Fausto Piano e Salvatore Failla (Ansa)
Fausto Piano e Salvatore Failla (Ansa)

La drammatica notizia arriva in mattinata. Direttamente dalla Farnesina. In una nota il Ministero degli Esteri annuncia: «Relativamente alla diffusione di alcune immagini di vittime di sparatoria nella regione di Sabrata, in Libia, apparentemente riconducibili a occidentali, la Farnesina informa che da tali immagini ,e tuttora in assenza della disponibilità dei corpi, potrebbe trattarsi di due dei quattro italiani, dipendenti della società di costruzioni “Bonatti”, rapiti nel luglio 2015. E precisamente di Fausto Piano e Salvatore Failla. Al riguardo la Farnesina ha già informato i familiari. Sono in corso verifiche rese difficili dalla non disponibilità dei corpi».

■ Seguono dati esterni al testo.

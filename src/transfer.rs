//! The ID-synchronization transfer run.
//!
//! One pass over the shared numeric id space of the source's issues and pull
//! requests, in increasing order. Each occupied id is reproduced on the
//! target; unoccupied ids are consumed by closed placeholder issues when
//! identifier matching is on, so the target's counter stays aligned with the
//! source's. Alignment assumes the target allocates ids sequentially and
//! nothing else writes to it during the run.
//!
//! Branch staging happens once, on the first PR encountered, over every PR
//! from that id onward; the staged branches are deleted after the walk no
//! matter how it ended. Releases go last, in tag order.

use std::collections::BTreeMap;

use crate::config::Config;
use crate::diff::Diff;
use crate::error::{Error, Result};
use crate::forge::entity::{SourceIssue, SourcePullRequest, SourceRelease};
use crate::forge::{ProjectReader, ProjectWriter};
use crate::projection::{
    project, ISSUE_POST_FIELDS, PR_POST_FIELDS, RELEASE_POST_FIELDS,
};
use crate::provenance;
use crate::staging::{BranchStager, StagedPr};

/// What a run posted.
#[derive(Debug, Default, Clone, Copy, PartialEq, Eq)]
pub struct TransferStats {
    pub issues: usize,
    pub pull_requests: usize,
    pub releases: usize,
    pub placeholders: usize,
}

/// One migration run between two projects.
pub struct Transfer<'a> {
    source: &'a dyn ProjectReader,
    target: &'a dyn ProjectWriter,
    config: &'a Config,
    stager: Option<BranchStager>,
    staged_branches: Vec<String>,
    staging_attempted: bool,
}

impl<'a> Transfer<'a> {
    pub fn new(
        source: &'a dyn ProjectReader,
        target: &'a dyn ProjectWriter,
        config: &'a Config,
    ) -> Self {
        Self {
            source,
            target,
            config,
            stager: None,
            staged_branches: Vec::new(),
            staging_attempted: false,
        }
    }

    /// Run the migration: walk the id space, then releases.
    pub fn run(&mut self) -> Result<TransferStats> {
        let issues: BTreeMap<u64, SourceIssue> = self
            .source
            .list_issues()?
            .into_iter()
            .map(|(id, issue)| (id, SourceIssue::new(issue)))
            .collect();
        let prs: BTreeMap<u64, SourcePullRequest> = self
            .source
            .list_pull_requests()?
            .into_iter()
            .map(|(id, pr)| (id, SourcePullRequest::new(pr)))
            .collect();

        println!(
            "  Transferring {} issues and {} pull requests",
            issues.len(),
            prs.len()
        );

        let mut stats = TransferStats::default();

        // Branch cleanup must happen whether or not the walk survived, and
        // before the error propagates.
        let walk_result = self.walk(&issues, &prs, &mut stats);
        self.teardown_staged();
        walk_result?;

        if self.config.transfer_releases {
            self.transfer_releases(&mut stats)?;
        }

        if self.config.post_migration_note {
            self.target.post_placeholder(
                provenance::MIGRATION_NOTE_TITLE,
                &provenance::migration_note_body(
                    &self.source.project_url(),
                    stats.issues,
                    stats.pull_requests,
                    stats.releases,
                ),
            )?;
        }

        Ok(stats)
    }

    /// Walk the shared id space in increasing order until every source item
    /// has been posted.
    ///
    /// The cursor can outrun the highest occupied id only when ids at or
    /// below the starting offset were skipped; the guard stops the walk
    /// instead of spinning.
    fn walk(
        &mut self,
        issues: &BTreeMap<u64, SourceIssue>,
        prs: &BTreeMap<u64, SourcePullRequest>,
        stats: &mut TransferStats,
    ) -> Result<()> {
        let total = issues.len() + prs.len();
        let Some(max_id) = issues.keys().chain(prs.keys()).max().copied() else {
            return Ok(());
        };

        let mut posted = 0;
        let mut cursor = self.config.skip_first_ids;

        while posted < total {
            cursor += 1;
            if cursor > max_id {
                break;
            }

            if let Some(issue) = issues.get(&cursor) {
                self.transfer_issue(issue)?;
                posted += 1;
                stats.issues += 1;
                continue;
            }

            if let Some(pr) = prs.get(&cursor) {
                if !self.staging_attempted {
                    self.stage_remaining(cursor, prs)?;
                }
                self.transfer_pull_request(cursor, pr)?;
                posted += 1;
                stats.pull_requests += 1;
                continue;
            }

            if self.config.match_ids {
                cursor = self.fill_gap(cursor, issues, prs, stats)?;
            }
        }

        Ok(())
    }

    fn transfer_issue(&self, issue: &SourceIssue) -> Result<()> {
        let fields = issue.field_map(self.config, self.source)?;
        let projected = project(&fields, ISSUE_POST_FIELDS);
        self.target.post_issue(&projected, self.config.issue.shorten)
    }

    fn transfer_pull_request(&mut self, id: u64, pr: &SourcePullRequest) -> Result<()> {
        if let Some(dir) = self.config.diff_storage_dir() {
            let stager = self
                .stager
                .as_mut()
                .ok_or_else(|| Error::Staging("no staging clone for diff generation".into()))?;
            let repo = stager.repo_dir()?.to_path_buf();
            Diff::new(&repo, pr.base_sha(), pr.head_sha()).place_in_directory(dir, id)?;
        }

        let fields = pr.field_map(self.config, self.source)?;
        let projected = project(&fields, PR_POST_FIELDS);
        self.target.post_pull_request(&projected)
    }

    /// Stage branches for every PR from `from` onward, in one batch.
    ///
    /// Skipped entirely when no push URL is configured; configuration
    /// validation guarantees one exists whenever diff capture is on.
    fn stage_remaining(
        &mut self,
        from: u64,
        prs: &BTreeMap<u64, SourcePullRequest>,
    ) -> Result<()> {
        self.staging_attempted = true;
        if self.config.pr.ssh_url.is_empty() {
            return Ok(());
        }

        let remaining: Vec<StagedPr> = prs
            .range(from..)
            .map(|(id, pr)| StagedPr {
                id: *id,
                head_sha: pr.head_sha().to_string(),
                base_sha: pr.base_sha().to_string(),
            })
            .collect();

        let mut stager = BranchStager::new(&self.config.pr.ssh_url)?;
        self.staged_branches = stager.prepare(&remaining)?;
        self.stager = Some(stager);
        Ok(())
    }

    /// Consume unoccupied ids with closed dummy issues until the next
    /// occupied id; leaves the cursor one before it.
    fn fill_gap(
        &self,
        from: u64,
        issues: &BTreeMap<u64, SourceIssue>,
        prs: &BTreeMap<u64, SourcePullRequest>,
        stats: &mut TransferStats,
    ) -> Result<u64> {
        let mut cursor = from;
        while !issues.contains_key(&cursor) && !prs.contains_key(&cursor) {
            self.target.post_placeholder(
                provenance::DUMMY_ISSUE_TITLE,
                provenance::DUMMY_ISSUE_BODY,
            )?;
            stats.placeholders += 1;
            cursor += 1;
        }
        Ok(cursor - 1)
    }

    /// Delete staged branches from the remote. Best effort: a failure is
    /// reported with the branch names and never replaces the walk's outcome.
    fn teardown_staged(&mut self) {
        let branches = std::mem::take(&mut self.staged_branches);
        if branches.is_empty() {
            return;
        }
        let Some(stager) = self.stager.as_mut() else {
            return;
        };
        if let Err(err) = stager.teardown(&branches) {
            eprintln!(
                "  Warning: could not delete staged branches ({err}); \
                 delete manually: {}",
                branches.join(", ")
            );
        }
    }

    /// Post releases in ascending tag order. Ids are not aligned for
    /// releases; the providers do not expose numeric release ids.
    fn transfer_releases(&self, stats: &mut TransferStats) -> Result<()> {
        let mut releases: Vec<SourceRelease> = self
            .source
            .list_releases()?
            .into_iter()
            .map(SourceRelease::new)
            .collect();
        releases.sort_by(|a, b| a.tag().cmp(b.tag()));

        for release in &releases {
            let fields = release.field_map(self.config);
            let projected = project(&fields, RELEASE_POST_FIELDS);
            self.target.post_release(&projected)?;
            stats.releases += 1;
        }

        Ok(())
    }
}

Isis o criminalità organizzata? Usati come scudi umani e uccisi in un raid contro un covo di jihadisti, oppure morti durante il bombardamento di un convoglio? Sono ancora tutte da chiarire le dinamiche della morte di Fausto Piano, 60 anni di Capoterra (Cagliari), e di Salvatore Failla, 47 anni di Siracusa. I due tecnici sarebbero stati uccisi nella città costiera di Sabratha, dove la scorsa settimana miliziani dell'Isis avevano preso il controllo di diversi quartieri decapitando una decina di agenti della polizia locale. Non lontano dunque dal luogo in cui erano stati sequestrati l'anno scorso, nei dintorni dell'importante impianto di gas di Mellitah, gestito dalla major italiana Eni e dalla compagnia petrolifera di Stato della Libia.

Fino a ieri sera circolavano due versioni. La prima, quella a cui le autorità locali libiche danno più credito, parla di un'operazione delle forze libiche contro un covo di jihadisti dell'Isis nei pressi di Surman, 15 km a sud di Sabrata. Secondo un testimone i due italiani sarebbero «stati usati come scudi umani» dai jihadisti. Completamente diversa la seconda versione; i due ostaggi sarebbero stati uccisi mentre stavano per essere trasferiti da un covo all'altro. Da tempo erano stati separati dagli altri due colleghi, e ieri, a Sabrata, si trovavano a bordo di uno dei mezzi di un convoglio dell'Isis attaccato dalle forze di sicurezza libiche. Fino a ieri sera entrambe le piste non avevano ricevuto una conferma ufficiale.

Non è peraltro nemmeno certo che si trattasse di cellule legate all'Isis. «Nella zona di Sabrata risulta che questi quattro nostri connazionali fossero stati sequestrati e tenuti da parte di organizzazioni con una connotazione principalmente criminale più che jihadista», ha dichiarato ieri Giampiero Massolo, direttore del Dipartimento delle informazioni per la sicurezza. «È da dimostrare che i sequestratori dei nostri connazionali in Libia appartengano all'Isis», ha aggiunto il presidente del Copasir, Giacomo Stucchi.
Quanto agli altri due tecnici italiani, secondo il presidente del Consiglio militare di Sabrata, Taher El-Gharably, sarebbero ancora in mano a rapitori nell'area di Sabrata. Riferendosi all'interrrogatorio di una tunisina catturata nell'operazione,El-Gharably ha precisato: «La prigioniera ha confessato che vi sono due italiani in un luogo nella periferia di Sabrata, la ricerca è ancora in corso».

Se tra i miliziani uccisi ci fossero davvero - come scrivono alcuni media locali che parlano di Isis – quattro tunisini, due algerini e tre marocchini, e se tra le presone catturate ci fossero un combattente siriano e una donna tunisina, si confermerebbe quanto da tempo si temeva. Lo Stato islamico sta rafforzando le sue fila in Libia, ricorrendo sempre di più a combattenti stranieri.
Tunisini sarebbero anche quattro dei cinque jihadisti dell'Isis che mercoledì dalla Libia sono penetrati con un commando in Tunisia, scontrandosi con le forze di sicurezza tunisine. Una notizia passata quasi inosservata, ma che rappresenta un grave campanello di allarme sulle mire espansionistiche dello Stato islamico.